Recent attempts have run up against a huge obstacle: the lack of drilling rigs.

Exploring these prospects in the waters of Cook Inlet requires a jack-up rig, and for decades companies have been unable to get one to Alaska.

Earlier this year, relative newcomer Pacific Energy Resource Ltd. out of California signed a three-year deal to bring one to Cook Inlet from the Caribbean. Not knowing if or when another jack-up might find its way to Alaska, Pacific Energy planned to use the rig to develop the Kitchen unit for Escopeta Oil and possibly the Northern Lights prospect for Renaissance Alaska.

But for several months, Pacific Energy has been fighting with the state to hold on to expired leases adjacent to, but outside the Corsair unit.

The company claims the leases are essential to making the field economic, but the state said the leases went too long without being developed, and therefore should be put back into the pool of acreage available at the next lease sale.

Pacific Energy has suggested it might not be able to justify bringing the jack-up rig to Alaska without those additional leases.

Even with the jack-up rig in Alaska and ready to drill, the timing could be tight. The three prospects would obviously have to use the rig consecutively. Exploring and developing the three prospects in time to commit to a pipeline by 2013 would be a quick turnaround.

Sights set on Glennallen

The state isn’t putting all its chips on Cook Inlet.

By initially looking at a route running through Glennallen, the three parties hope and expect this new pipeline will spur development of the Copper River basin.

That prospect dates back at least 50 years to when Amoco drilled the unsuccessful Moose Creek No. 1 well in the area in the late 1950s and early 1960s.

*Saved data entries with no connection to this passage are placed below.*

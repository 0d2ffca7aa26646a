//! Right column: the upcoming calendar days, today highlighted.

use alloc::format;
use alloc::string::String;
use alloc::vec::Vec;
use embedded_graphics::prelude::*;
use embedded_graphics::primitives::Rectangle;

use super::LayoutConfig;
use super::constants::*;
use crate::day_selector::select_days;
use crate::draw::{Canvas, FontId, INK, PAPER};
use crate::feeds::{CalendarDay, Event, FeedState, MAX_STUDENTS};
use crate::text::{format_event_time, student_label, truncate};
use crate::time::{LocalTime, Weekday};

pub(super) const CALENDAR_UNAVAILABLE: &str = "Kalender ikke tilgjengelig";

/// Body-font characters that fit across the right column.
const ROW_CHARS: usize = 72;

/// Baseline allocator that stops handing out rows above the footer band.
struct Rows {
    y: i32,
}

impl Rows {
    fn next(&mut self, step: i32) -> Option<i32> {
        if self.y > CALENDAR_BOTTOM_Y_PX {
            return None;
        }
        let y = self.y;
        self.y += step;
        Some(y)
    }

    fn skip(&mut self, step: i32) {
        self.y += step;
    }
}

pub(super) fn draw(
    canvas: &mut Canvas,
    calendar: &FeedState<Vec<CalendarDay>>,
    now: Option<LocalTime>,
    config: &LayoutConfig,
) {
    let days = match calendar {
        FeedState::Disabled => return,
        FeedState::Failed(_) => return draw_unavailable(canvas),
        FeedState::Ready(days) => days,
    };
    let Some(now) = now else {
        log::warn!("No local time, calendar days cannot be matched");
        return draw_unavailable(canvas);
    };

    let selected = select_days(now.weekday, config.calendar_horizon_days, days);
    let mut rows = Rows {
        y: CALENDAR_TOP_Y_PX,
    };
    for (offset, slot) in selected.into_iter().enumerate() {
        // Days without a record are skipped without a placeholder.
        let Some(day) = slot else { continue };
        draw_day(canvas, &mut rows, day, now.weekday.offset(offset), offset == 0, config);
        rows.skip(DAY_GAP_PX);
    }
}

fn draw_unavailable(canvas: &mut Canvas) {
    canvas.set_font(FontId::Body);
    canvas.text_at(RIGHT_X_PX, UNAVAILABLE_Y_PX, CALENDAR_UNAVAILABLE);
}

fn draw_day(
    canvas: &mut Canvas,
    rows: &mut Rows,
    day: &CalendarDay,
    weekday: Weekday,
    is_today: bool,
    config: &LayoutConfig,
) {
    let budget = config.text_budget_chars;

    if let Some(y) = rows.next(DAY_NAME_STEP_PX) {
        let name = if day.name.is_empty() {
            weekday.name_nb()
        } else {
            day.name.as_str()
        };
        canvas.set_font(FontId::Title);
        if is_today {
            canvas.fill_rect(
                Rectangle::new(
                    Point::new(RIGHT_X_PX - DAY_HIGHLIGHT_INSET_PX, y - DAY_HIGHLIGHT_ASCENT_PX),
                    Size::new(RIGHT_WIDTH_PX, DAY_HIGHLIGHT_HEIGHT_PX),
                ),
                INK,
            );
            canvas.set_text_color(PAPER);
            canvas.text_at(RIGHT_X_PX, y, name);
            canvas.set_text_color(INK);
        } else {
            canvas.text_at(RIGHT_X_PX, y, name);
        }
    }

    canvas.set_font(FontId::Body);
    if let Some(dinner) = &day.dinner
        && let Some(y) = rows.next(DETAIL_STEP_PX)
    {
        canvas.text_at(RIGHT_X_PX, y, &format!("Middag: {}", truncate(dinner, budget)));
    }

    if !day.waste_types.is_empty()
        && let Some(y) = rows.next(DETAIL_STEP_PX)
    {
        let line = format!("Avfall: {}", day.waste_types.join(", "));
        canvas.text_at(RIGHT_X_PX, y, &truncate(&line, ROW_CHARS));
    }

    let (this_week, next_week) = day.split_events();
    draw_events(canvas, rows, "Hendelser:", &this_week, budget);
    draw_events(canvas, rows, "Neste uke:", &next_week, budget);

    draw_lessons(canvas, rows, day);
}

fn draw_events(canvas: &mut Canvas, rows: &mut Rows, header: &str, events: &[&Event], budget: usize) {
    if events.is_empty() {
        return;
    }
    if let Some(y) = rows.next(SECTION_HEADER_STEP_PX) {
        canvas.text_at(RIGHT_X_PX, y, header);
    }
    for event in events {
        let Some(y) = rows.next(EVENT_STEP_PX) else {
            return;
        };
        canvas.text_at(RIGHT_INDENT_X_PX, y, &event_line(event, budget));
    }
}

/// `HH:MM summary`, or just the summary for all-day events.
fn event_line(event: &Event, budget: usize) -> String {
    let summary = truncate(&event.summary, budget);
    let time = format_event_time(&event.start);
    if time.is_empty() {
        summary
    } else {
        format!("{time} {summary}")
    }
}

fn draw_lessons(canvas: &mut Canvas, rows: &mut Rows, day: &CalendarDay) {
    if day.lessons_by_student.is_empty() {
        return;
    }
    let students = &day.lessons_by_student[..day.lessons_by_student.len().min(MAX_STUDENTS)];

    if let Some(y) = rows.next(LESSON_HEADER_STEP_PX) {
        canvas.text_at(RIGHT_X_PX, y, "Timeplan:");
    }
    if let Some(y) = rows.next(LESSON_HEADER_STEP_PX) {
        for ((key, _), x) in students.iter().zip(LESSON_COLUMNS_X_PX) {
            canvas.text_at(x, y, student_label(key));
        }
    }

    canvas.set_font(FontId::Small);
    let longest = students.iter().map(|(_, l)| l.len()).max().unwrap_or(0);
    for index in 0..longest {
        let Some(y) = rows.next(LESSON_STEP_PX) else {
            break;
        };
        for ((_, lessons), x) in students.iter().zip(LESSON_COLUMNS_X_PX) {
            if let Some(lesson) = lessons.get(index) {
                canvas.text_at(x, y, &truncate(lesson, LESSON_CHARS));
            }
        }
    }
    canvas.set_font(FontId::Body);
}

#[cfg(test)]
mod tests {
    use super::*;
    use crate::draw::DrawOp;
    use crate::error::FetchError;
    use crate::feeds::calendar_days;
    use crate::time::TimeZone;
    use serde_json::json;

    /// Wednesday 2024-01-03 08:00 UTC.
    fn wednesday() -> LocalTime {
        LocalTime::from_unix(1_704_268_800, &TimeZone::UTC)
    }

    fn render_days(doc: serde_json::Value, now: Option<LocalTime>) -> Canvas {
        let mut canvas = Canvas::new();
        let state = FeedState::Ready(calendar_days(&doc));
        draw(&mut canvas, &state, now, &LayoutConfig::default());
        canvas
    }

    fn texts(canvas: &Canvas) -> Vec<String> {
        canvas
            .ops()
            .iter()
            .filter_map(DrawOp::text)
            .map(String::from)
            .collect()
    }

    #[test]
    fn test_today_is_highlighted_and_tomorrow_is_not() {
        let doc = json!({ "data": [
            { "weekday_index": 3, "name": "Torsdag" },
            { "weekday_index": 2, "name": "Onsdag" }
        ]});
        let canvas = render_days(doc, Some(wednesday()));
        let ops = canvas.ops();

        let fills = ops
            .iter()
            .filter(|op| matches!(op, DrawOp::FillRect { color, .. } if *color == INK))
            .count();
        assert_eq!(fills, 1);
        assert_eq!(texts(&canvas), ["Onsdag", "Torsdag"]);

        let onsdag = ops.iter().position(|op| op.text() == Some("Onsdag")).unwrap();
        assert_eq!(ops[onsdag - 2], DrawOp::SetTextColor(PAPER));
        assert_eq!(ops[onsdag + 1], DrawOp::SetTextColor(INK));
    }

    #[test]
    fn test_day_sections() {
        let doc = json!({ "data": [{
            "weekday_index": 2,
            "name": "Onsdag",
            "dinner": "Pizza",
            "waste": [{ "type": "Papir" }],
            "events": [
                { "start": "2024-01-03T18:00:00", "summary": "Fotball" },
                { "start": "2024-01-10", "summary": "Ferie", "is_next_week": true }
            ],
            "timeplaner": { "4a_Ola": ["Norsk", "Matte"], "6b_Kari": ["Gym"] }
        }]});
        let canvas = render_days(doc, Some(wednesday()));
        assert_eq!(
            texts(&canvas),
            [
                "Onsdag",
                "Middag: Pizza",
                "Avfall: Papir",
                "Hendelser:",
                "18 Fotball",
                "Neste uke:",
                "Ferie",
                "Timeplan:",
                "Ola",
                "Kari",
                "Norsk",
                "Gym",
                "Matte",
            ]
        );
    }

    #[test]
    fn test_first_two_students_in_feed_order() {
        let doc = json!({ "data": [{
            "weekday_index": 2,
            "name": "Onsdag",
            "timeplaner": { "6b_Kari": ["Gym"], "4a_Ola": ["Norsk"], "1c_Per": ["Lek"] }
        }]});
        let canvas = render_days(doc, Some(wednesday()));
        assert_eq!(
            texts(&canvas),
            ["Onsdag", "Timeplan:", "Kari", "Ola", "Gym", "Norsk"]
        );
    }

    #[test]
    fn test_empty_name_falls_back_to_weekday() {
        let doc = json!({ "data": [{ "weekday_index": 2 }] });
        let canvas = render_days(doc, Some(wednesday()));
        assert_eq!(texts(&canvas), ["Onsdag"]);
    }

    #[test]
    fn test_no_time_replaces_calendar() {
        let doc = json!({ "data": [{ "weekday_index": 2, "name": "Onsdag" }] });
        let canvas = render_days(doc, None);
        assert_eq!(texts(&canvas), [CALENDAR_UNAVAILABLE]);
    }

    #[test]
    fn test_failed_and_disabled_feeds() {
        let mut canvas = Canvas::new();
        let failed = FeedState::Failed(FetchError::Timeout);
        draw(&mut canvas, &failed, Some(wednesday()), &LayoutConfig::default());
        assert_eq!(texts(&canvas), [CALENDAR_UNAVAILABLE]);

        let mut canvas = Canvas::new();
        draw(&mut canvas, &FeedState::Disabled, Some(wednesday()), &LayoutConfig::default());
        assert!(canvas.ops().is_empty());
    }

    #[test]
    fn test_long_day_stays_above_footer() {
        let events: Vec<_> = (0..60)
            .map(|i| json!({ "start": "2024-01-03T10:15:00", "summary": format!("Event {i}") }))
            .collect();
        let doc = json!({ "data": [{ "weekday_index": 2, "events": events }] });
        let canvas = render_days(doc, Some(wednesday()));

        let lowest = canvas
            .ops()
            .iter()
            .filter_map(|op| match op {
                DrawOp::SetCursor(p) => Some(p.y),
                _ => None,
            })
            .max()
            .unwrap();
        assert!(lowest <= CALENDAR_BOTTOM_Y_PX);
        assert!(texts(&canvas).len() < 60);
    }
}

Copper Valley Machine Works drilled the Alicia No. 1 well in the area in 1983.

Efforts since 2004 have focused on Rutter and Wilbanks Corp., a Texas independent exploring on behalf of Anschutz Exploration and Pacific Energy on land owned by Ahtna Inc., a Native regional corporation with royalty rights on the project.

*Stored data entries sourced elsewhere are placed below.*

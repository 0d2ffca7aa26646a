//! Error types shared by the feed fetch path.
//!
//! A feed failure never aborts a wake cycle: the renderer substitutes
//! defaults and tags the footer banner instead. These errors exist so the
//! cycle can log *why* a feed was missing and tell a dead network apart from
//! a single misbehaving endpoint.

use thiserror_no_std::Error;

/// Why a single feed could not be turned into a parsed document.
#[derive(Error, Debug, Clone, PartialEq, Eq)]
pub enum FetchError {
    #[error("network not connected")]
    NotConnected,
    #[error("request timed out")]
    Timeout,
    #[error("DNS lookup failed")]
    Dns,
    #[error("TCP connect failed")]
    Connect,
    #[error("HTTP status {status}")]
    Http { status: u16 },
    #[error("malformed HTTP response")]
    MalformedResponse,
    #[error("malformed JSON body")]
    MalformedJson,
    #[error("response body larger than {limit} bytes")]
    BodyTooLarge { limit: usize },
}

impl FetchError {
    /// Whether this error means the device has no network at all, as opposed
    /// to one endpoint misbehaving.
    pub const fn is_connectivity(&self) -> bool {
        matches!(self, Self::NotConnected)
    }
}

/// Problems parsing a feed endpoint URL.
#[derive(Error, Debug, Clone, Copy, PartialEq, Eq)]
pub enum UrlError {
    #[error("only http:// URLs are supported")]
    UnsupportedScheme,
    #[error("URL has no host")]
    MissingHost,
    #[error("URL port is not a number")]
    InvalidPort,
}
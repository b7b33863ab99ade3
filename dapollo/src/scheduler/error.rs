/*
SPDX-FileCopyrightText: Copyright 2026 LG Electronics Inc.
SPDX-License-Identifier: MIT
*/

//! Structured error types for the dApollo scheduler.
//!
//! Only invariant violations are errors.  Business-level outcomes (a task for
//! which no proposal fits the budget, a task that was already finalized) are
//! reported through [`ScheduleReport`](super::ScheduleReport) and the logs,
//! never through this type.

use thiserror::Error;

/// Error returned by [`DApolloScheduler`](super::DApolloScheduler)
/// construction and by [`schedule()`](super::DApolloScheduler::schedule).
///
/// Either variant means the caller handed in an inconsistent workflow or task
/// id.
#[derive(Debug, Clone, PartialEq, Error)]
pub enum SchedulerError {
    /// The task id does not belong to the scheduled workflow.
    #[error("unknown task #{0}")]
    UnknownTask(usize),

    /// A mapping names a (task, resource) pairing the workflow never declared.
    #[error("task '{task}' has no declared runtime on resource '{resource}'")]
    MissingRuntime { task: String, resource: String },
}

The company has drilled a well and several sidetracks over the years, but exploration attempts have been beset by poor tests, high-pressure rocks, large amounts of water in the reservoir and the recent failure to land a rig.

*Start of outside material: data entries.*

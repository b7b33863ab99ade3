/*
SPDX-FileCopyrightText: Copyright 2026 LG Electronics Inc.
SPDX-License-Identifier: MIT
*/

//! Cost-limit feasibility estimate.
//!
//! # Status: advisory
//!
//! The estimate is **computed and logged** once the initial proposals are
//! adjusted.  It never blocks construction: an engine whose budget is below
//! the estimate still schedules, it simply finds fewer admissible proposals.
//!
//! # Estimate
//! Each task contributes the cheaper of its seeded cost and its seeded cost
//! plus the smallest `ac` of any proposal anchored on it.  The primary RS
//! instance's overhead for the seeded span is added once:
//!
//! ```text
//! cheapest = Σ_t min(cost(t), cost(t) + min_ac(t)) + overhead
//! ```

use crate::workflow::Workflow;

use super::cost::CostModel;
use super::error::SchedulerError;
use super::proposal::{Mapping, Proposal, ProposalId};

// ── Public API ────────────────────────────────────────────────────────────────

/// Lower-bound style estimate of the cheapest reachable schedule cost.
pub fn cheapest_schedule_cost(
    model: &CostModel<'_>,
    current: &[Mapping],
    proposals: &[Proposal],
    live: &[ProposalId],
    overhead: f64,
) -> Result<f64, SchedulerError> {
    let wf: &Workflow = model.workflow;
    let mut min_ac = vec![f64::MAX; wf.task_count()];
    for id in live {
        let p = &proposals[id.0];
        let slot = &mut min_ac[p.anchor().task.index()];
        *slot = slot.min(p.ac);
    }

    let mut total = 0.0;
    for t in wf.task_ids() {
        let cost = model.cost(&current[t.index()])?;
        total += cost.min(cost + min_ac[t.index()]);
    }
    Ok(total + overhead)
}

/// Compare the estimate with the budget.
///
/// Returns `None` if `cheapest ≤ cost_limit`, otherwise `Some(cheapest)`; the
/// caller logs it and carries on.
pub fn check_cost_limit(cheapest: f64, cost_limit: f64) -> Option<f64> {
    if cheapest > cost_limit {
        Some(cheapest)
    } else {
        None
    }
}

// ── Tests ─────────────────────────────────────────────────────────────────────

#[cfg(test)]
mod tests {
    use super::*;
    use crate::scheduler::testing::{chain, close, FAST_CHEAP_RATE};

    #[test]
    fn budget_above_estimate_passes() {
        assert_eq!(check_cost_limit(30.0, 31.0), None);
    }

    #[test]
    fn budget_equal_to_estimate_passes() {
        assert_eq!(check_cost_limit(30.0, 30.0), None);
    }

    #[test]
    fn budget_below_estimate_is_flagged() {
        assert_eq!(check_cost_limit(30.0, 29.0), Some(30.0));
    }

    #[test]
    fn positive_ac_never_lowers_the_estimate() {
        let fx = chain(FAST_CHEAP_RATE, 31.0);
        let model = CostModel::new(&fx.workflow, &fx.input);
        let rs = fx.input.location_rs;
        let current: Vec<Mapping> = fx
            .tasks
            .iter()
            .map(|&t| Mapping::new(t, fx.slow, rs))
            .collect();
        let [a, b, _] = fx.tasks;
        let proposals = vec![
            Proposal::new(vec![Mapping::new(a, fx.fast, rs)], 1.0, 13.625, vec![a]),
            Proposal::new(vec![Mapping::new(b, fx.fast, rs)], 6.0, 0.5, vec![b]),
        ];
        let live = vec![ProposalId(0), ProposalId(1)];

        let est = cheapest_schedule_cost(&model, &current, &proposals, &live, 0.0).unwrap();
        assert!(close(est, 30.0));
        let est = cheapest_schedule_cost(&model, &current, &proposals, &live, 2.5).unwrap();
        assert!(close(est, 32.5));
    }

    #[test]
    fn cost_saving_proposal_lowers_the_estimate() {
        let fx = chain(FAST_CHEAP_RATE, 31.0);
        let model = CostModel::new(&fx.workflow, &fx.input);
        let rs = fx.input.location_rs;
        let current: Vec<Mapping> = fx
            .tasks
            .iter()
            .map(|&t| Mapping::new(t, fx.slow, rs))
            .collect();
        let [_, _, c] = fx.tasks;
        let proposals = vec![
            Proposal::new(vec![Mapping::new(c, fx.fast, rs)], 1.0, -4.0, vec![c]),
            Proposal::new(vec![Mapping::new(c, fx.fast, rs)], 1.0, -1.0, vec![c]),
        ];
        let live = vec![ProposalId(0), ProposalId(1)];

        let est = cheapest_schedule_cost(&model, &current, &proposals, &live, 0.0).unwrap();
        assert!(close(est, 26.0));

        // proposals outside the live list are ignored
        let est = cheapest_schedule_cost(&model, &current, &proposals, &live[1..], 0.0).unwrap();
        assert!(close(est, 29.0));
    }
}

Still, the company knows it’s sitting on gas.

“We’ve absolutely proven to have gas in that formation,” Bill Rutter Jr. told Petroleum News in January. “It could be 100 bcf or it could be 300 bcf. It’s definitely commercial.”

Rutter Jr. expected to sell any gas his company developed to local utilities, or maybe build a small pipeline to Palmer. A pipeline already running through the area, though, would considerably broaden the market for Copper River gas, according to Rutherford.

“It’s not the type of field that can support expensive transportation systems,” Rutherford said about the Copper River basin. “But (a pipeline) will spur activity, just because it will be going right through the basin.”

Nenana or the foothills

Although the state is focusing on its holdings in the Copper River basin, it insists this pipeline will be able to take advantage of other prospective basins.

One of the most talked about of those basins is on Doyon Ltd. land near Nenana, an area that could be accessed with a 40 to 60 mile spur line, according to Rutherford.

Another nearby prospect is in the Yukon Flats. The state is currently considering whether to issue an exploration license to a California company looking to drill in that area.

If all else fails, the pipeline will simply keep heading north until it finds a supply of gas.

For most of the year, Enstar has been promoting an effort to partner with Anadarko Petroleum, the company exploring for gas at Gubik in the foothills of the Brooks Range.

“We think that the Gubik field is still the best destination with regard to the reserves that we need,” said Gene Dubay, chief operating officer for Continental Energy Systems, the parent company of Enstar. “There may be reserves in the Copper River or the Nenana basin that are picked up to add more reserves to this line, but ultimately we think that the line’s end point will be at the foothills.”